Some of the big railroads have made progress, while others lag far behind.
One of the largest, the BNSF Railway, has made substantial progress. At the other end of the spectrum, Union Pacific hasn’t fully equipped any of its 6,532 locomotives, according to a Federal Railroad Administration report released in August.
“Union Pacific is pretending [the deadline] is not happening,” said one federal official who reviewed the report.
Union Pacific spokesman Aaron Hunt says that “integrating these technologies into an interoperable system is very difficult,” much like merging medical records into a computerized system, and that the company already has made a $1.7 billion investment, including work on the bulk of its locomotives.
Lonegro’s colleague, CSX spokesman Rob Doolittle, said railroad lobbyists have been telling Congress for years that a 2015 deadline wasn’t realistic.
“In the early conversations, before the law was passed, the industry was identifying 2018 as a reasonable deadline that we thought we could achieve,” he said.

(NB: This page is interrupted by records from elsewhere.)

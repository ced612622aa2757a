//! Synthetic dynamic-dispatch program generation
//!
//! Builds small programs with one polymorphic call site inside a loop.
//! One implementation is rigged to return the failure sentinel on the last
//! iteration, so every generated program fails its assertion exactly once,
//! at a known iteration.
//!
//! # Example
//!
//! ```rust
//! use dispatch_sweep::generator::{synthesize, GenerationParameters};
//!
//! let params = GenerationParameters::new(10, 2)?;
//! let program = synthesize(params)?;
//! assert!(program.text.contains("trait A"));
//! assert_eq!(program.failing_iteration(), 9);
//! # Ok::<(), dispatch_sweep::Error>(())
//! ```

pub mod ir;
mod render;
mod trigger;

pub use ir::{
    Capability, Driver, Implementation, ProgramIr, SelectArm, SelectionChain, FAIL_VALUE,
    PASS_VALUE,
};
pub use render::{DispatchStyle, Renderer, RustRenderer};
pub use trigger::TriggerRule;

use serde::{Deserialize, Serialize};

use crate::{Error, Result};

/// Size and shape of one synthetic program
#[derive(Debug, Clone, Copy, PartialEq, Eq, Hash, Serialize, Deserialize)]
pub struct GenerationParameters {
    /// Loop iterations in the driver
    pub iterations: u32,
    /// Number of implementations behind the dispatch site
    pub functions: u32,
}

impl GenerationParameters {
    /// Largest iteration count that still fits the `i32` loop variable
    pub const MAX_ITERATIONS: u32 = i32::MAX as u32;

    /// Validated parameters
    ///
    /// # Errors
    ///
    /// Returns [`Error::Configuration`] if either count is zero or the
    /// iteration count exceeds [`Self::MAX_ITERATIONS`].
    pub fn new(iterations: u32, functions: u32) -> Result<Self> {
        if iterations == 0 {
            return Err(Error::Configuration(
                "iteration count must be at least 1".into(),
            ));
        }
        if functions == 0 {
            return Err(Error::Configuration(
                "function count must be at least 1".into(),
            ));
        }
        if iterations > Self::MAX_ITERATIONS {
            return Err(Error::Configuration(format!(
                "iteration count {iterations} exceeds {}",
                Self::MAX_ITERATIONS
            )));
        }
        Ok(Self {
            iterations,
            functions,
        })
    }

    /// Test identifier used in file names, e.g. `10i_2f`
    #[must_use]
    pub fn test_id(&self) -> String {
        format!("{}i_{}f", self.iterations, self.functions)
    }
}

impl std::fmt::Display for GenerationParameters {
    fn fmt(&self, f: &mut std::fmt::Formatter<'_>) -> std::fmt::Result {
        write!(
            f,
            "{} iterations, {} functions",
            self.iterations, self.functions
        )
    }
}

/// Rendered program together with the structure it came from
#[derive(Debug, Clone, PartialEq, Eq)]
pub struct SyntheticProgram {
    /// Parameters the program was built from
    pub params: GenerationParameters,
    /// Structured form, already checked
    pub ir: ProgramIr,
    /// Source text
    pub text: String,
}

impl SyntheticProgram {
    /// Iteration on which the driver's assertion fails
    #[must_use]
    pub fn failing_iteration(&self) -> u32 {
        self.params.iterations - 1
    }
}

/// Template-free program builder
#[derive(Debug, Clone, Copy, Default)]
pub struct Synthesizer {
    rule: TriggerRule,
    style: DispatchStyle,
}

impl Synthesizer {
    /// Synthesizer with the canonical trigger rule and reference dispatch
    #[must_use]
    pub fn new() -> Self {
        Self::default()
    }

    /// Use a different trigger rule
    #[must_use]
    pub fn with_rule(mut self, rule: TriggerRule) -> Self {
        self.rule = rule;
        self
    }

    /// Use a different dispatch style
    #[must_use]
    pub fn with_style(mut self, style: DispatchStyle) -> Self {
        self.style = style;
        self
    }

    /// Dispatch style in use
    #[must_use]
    pub fn style(&self) -> DispatchStyle {
        self.style
    }

    /// Build the structured program without checking it
    #[must_use]
    pub fn build(&self, params: GenerationParameters) -> ProgramIr {
        let implementations = self
            .rule
            .triggers(params.iterations, params.functions)
            .into_iter()
            .zip(0..)
            .map(|(trigger, index)| Implementation { index, trigger })
            .collect();

        ProgramIr {
            capability: Capability::default(),
            implementations,
            driver: Driver {
                iterations: params.iterations,
                selection: SelectionChain::ascending(params.functions),
            },
        }
    }

    /// Build, check and render a program
    ///
    /// # Errors
    ///
    /// Returns [`Error::Generation`] if the structured program violates
    /// the fault-placement or selection-chain guarantees.
    pub fn synthesize(&self, params: GenerationParameters) -> Result<SyntheticProgram> {
        let ir = self.build(params);
        ir.check()
            .map_err(|e| Error::Generation(format!("{}: {e}", params.test_id())))?;
        let text = RustRenderer::new(self.style).render(&ir);
        Ok(SyntheticProgram { params, ir, text })
    }
}

/// Synthesize with the default [`Synthesizer`]
///
/// # Errors
///
/// See [`Synthesizer::synthesize`].
pub fn synthesize(params: GenerationParameters) -> Result<SyntheticProgram> {
    Synthesizer::new().synthesize(params)
}

#[cfg(test)]
mod tests {
    use super::*;

    #[test]
    fn test_parameters_reject_zero() {
        assert!(GenerationParameters::new(0, 2).is_err());
        assert!(GenerationParameters::new(10, 0).is_err());
    }

    #[test]
    fn test_parameters_reject_overflow() {
        let err = GenerationParameters::new(u32::MAX, 1).unwrap_err();
        assert!(matches!(err, Error::Configuration(_)));
        assert!(GenerationParameters::new(GenerationParameters::MAX_ITERATIONS, 1).is_ok());
    }

    #[test]
    fn test_test_id() {
        let params = GenerationParameters::new(10, 2).unwrap();
        assert_eq!(params.test_id(), "10i_2f");
        assert_eq!(params.to_string(), "10 iterations, 2 functions");
    }

    #[test]
    fn test_scenario_ten_by_two() {
        let params = GenerationParameters::new(10, 2).unwrap();
        let program = synthesize(params).unwrap();

        assert_eq!(program.ir.implementations[0].trigger, 10);
        assert_eq!(program.ir.implementations[1].trigger, 9);
        assert_eq!(program.ir.driver.selection.select(9), 1);
        assert_eq!(program.ir.simulate(), Some(9));
        assert_eq!(program.failing_iteration(), 9);
        assert!(program.text.contains("for i in 0..10 {"));
        assert!(program.text.contains("if x == 9 {"));
    }

    #[test]
    fn test_shape_of_program() {
        let params = GenerationParameters::new(20, 4).unwrap();
        let program = synthesize(params).unwrap();

        assert_eq!(program.text.matches("trait A {").count(), 1);
        assert_eq!(program.text.matches("impl A for Struct").count(), 4);
        assert_eq!(program.text.matches("fn main()").count(), 1);
        for residue in 1..4 {
            assert_eq!(
                program.text.matches(&format!("i % 4 == {residue} {{")).count(),
                1
            );
        }
        assert!(!program.text.contains("i % 4 == 0"));
    }

    #[test]
    fn test_collision_case_is_valid() {
        let params = GenerationParameters::new(10, 3).unwrap();
        let program = synthesize(params).unwrap();
        assert_eq!(program.ir.failing_iterations(), vec![9]);
    }

    #[test]
    fn test_descending_rule_rejected_on_collision() {
        let params = GenerationParameters::new(10, 3).unwrap();
        let err = Synthesizer::new()
            .with_rule(TriggerRule::Descending)
            .synthesize(params)
            .unwrap_err();
        assert!(matches!(err, Error::Generation(_)));
        assert!(err.to_string().contains("10i_3f"));
    }

    #[test]
    fn test_descending_rule_accepted_without_collision() {
        let params = GenerationParameters::new(10, 2).unwrap();
        let program = Synthesizer::new()
            .with_rule(TriggerRule::Descending)
            .synthesize(params)
            .unwrap();
        assert_eq!(program.ir.simulate(), Some(9));
    }

    #[test]
    fn test_style_is_applied() {
        let params = GenerationParameters::new(5, 2).unwrap();
        let synth = Synthesizer::new().with_style(DispatchStyle::Boxed);
        assert_eq!(synth.style(), DispatchStyle::Boxed);
        let program = synth.synthesize(params).unwrap();
        assert!(program.text.contains("Box<dyn A>"));
    }

    #[test]
    fn test_deterministic() {
        let params = GenerationParameters::new(37, 5).unwrap();
        let a = synthesize(params).unwrap();
        let b = synthesize(params).unwrap();
        assert_eq!(a.text, b.text);
        assert_eq!(a, b);
    }
}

A federal official familiar with those 2008 negotiations offered a different perspective.
“The railroads were in the room, and [Association of American Railroads] and those guys were the ones who said 2015 was doable. They did not embrace the deadline, but they said it was a fair bill,” said the official, who spoke on the condition of anonymity because of involvement in the current negotiations.
“It certainly wasn’t, ‘Oh, we sprung it on the railroads at the last minute,’ as they would like some to believe,” said a staff member who was in the room while the deal was being struck.
When the final regulations were put in place nearly six years ago, federal officials tallied up the expected benefits of having the automatic braking system in place. The cost-benefit analysis put a price tag on crumpled locomotives, train delays, track damage, evacuation costs, the cleanup of hazardous spills and other consequences of the crashes that could be prevented.
Government economists also sought to calculate the human costs in injuries and deaths, using a figure of $6 million for each life that was expected to be saved. Over 20 years, there would be $269 million in savings, they figured, or the equivalent of 45 lives spared. There would be another $200 million in prevented injury costs.
In all, they projected $674 million in safety benefits from the PTC system. It would cost $13.2 billion over 20 years, including maintenance costs, to net those benefits, the economists calculated.
That came out to a cost-benefit ratio of about 20 to 1, a disconnect seized on by railroad executives, lobbyists and lawmakers sympathetic to their needs, such as Rep. John J. Duncan Jr. (R-Tenn.).
“Now, everybody has tremendous sympathy for those families that lost loved ones in the Amtrak accident, but my goodness, now we’re going to be spending billions to make something that already is one of the safest things in the entire world [safer]?” Duncan, who has received $303,250 in railroad campaign support during a 27-year career in the House, said at a June hearing. “And I’m thinking that we would be better off to spend those billions in many, many other ways — cancer research, and everything else.”
But federal rail officials and some outside experts argue that the technology needed to prevent crashes ultimately can transform the future of railroading. More frequent trains, more efficiently deployed across the country, could move more goods while cutting down on expensive fuel costs, dramatically increasing potential benefits.
Some industry executives have embraced this future, while others have pushed back. In a conference call with Wall Street analysts just 19 days before the Amtrak derailment, Union Pacific’s president and chief executive, Lance M. Fritz, predicted Congress would extend the deadline, adding that his company’s lobbyists were “giving feedback and input into our thoughts to help navigate that process.”